[[ EXTRACTED DATA, beginning ]]

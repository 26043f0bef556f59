//! Virtual gamepad bus engine.
//!
//! Claims generic game controllers, translates their state into the Xbox 360
//! wire report and forwards it to a virtual bus driver, one slot per device.

pub mod bus;
pub mod config;
pub mod engine;
pub mod error;
pub mod input;
pub mod mapping;
pub mod protocol;

pub use config::EngineConfig;
pub use engine::{Engine, EngineOptions, EngineStatus, ReconcileSummary, SlotStatus};
pub use error::{EngineError, Result};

[[ EXTRACTED DATA, end ]]

_WHAT TO PRODUCE_
Begin at the line containing "slot per device." and reproduce each line through the end of the records above.

_OUTPUT_
//! wire report and forwards it to a virtual bus driver, one slot per device.

pub mod bus;
pub mod config;
pub mod engine;
pub mod error;
pub mod input;
pub mod mapping;
pub mod protocol;

pub use config::EngineConfig;
pub use engine::{Engine, EngineOptions, EngineStatus, ReconcileSummary, SlotStatus};
pub use error::{EngineError, Result};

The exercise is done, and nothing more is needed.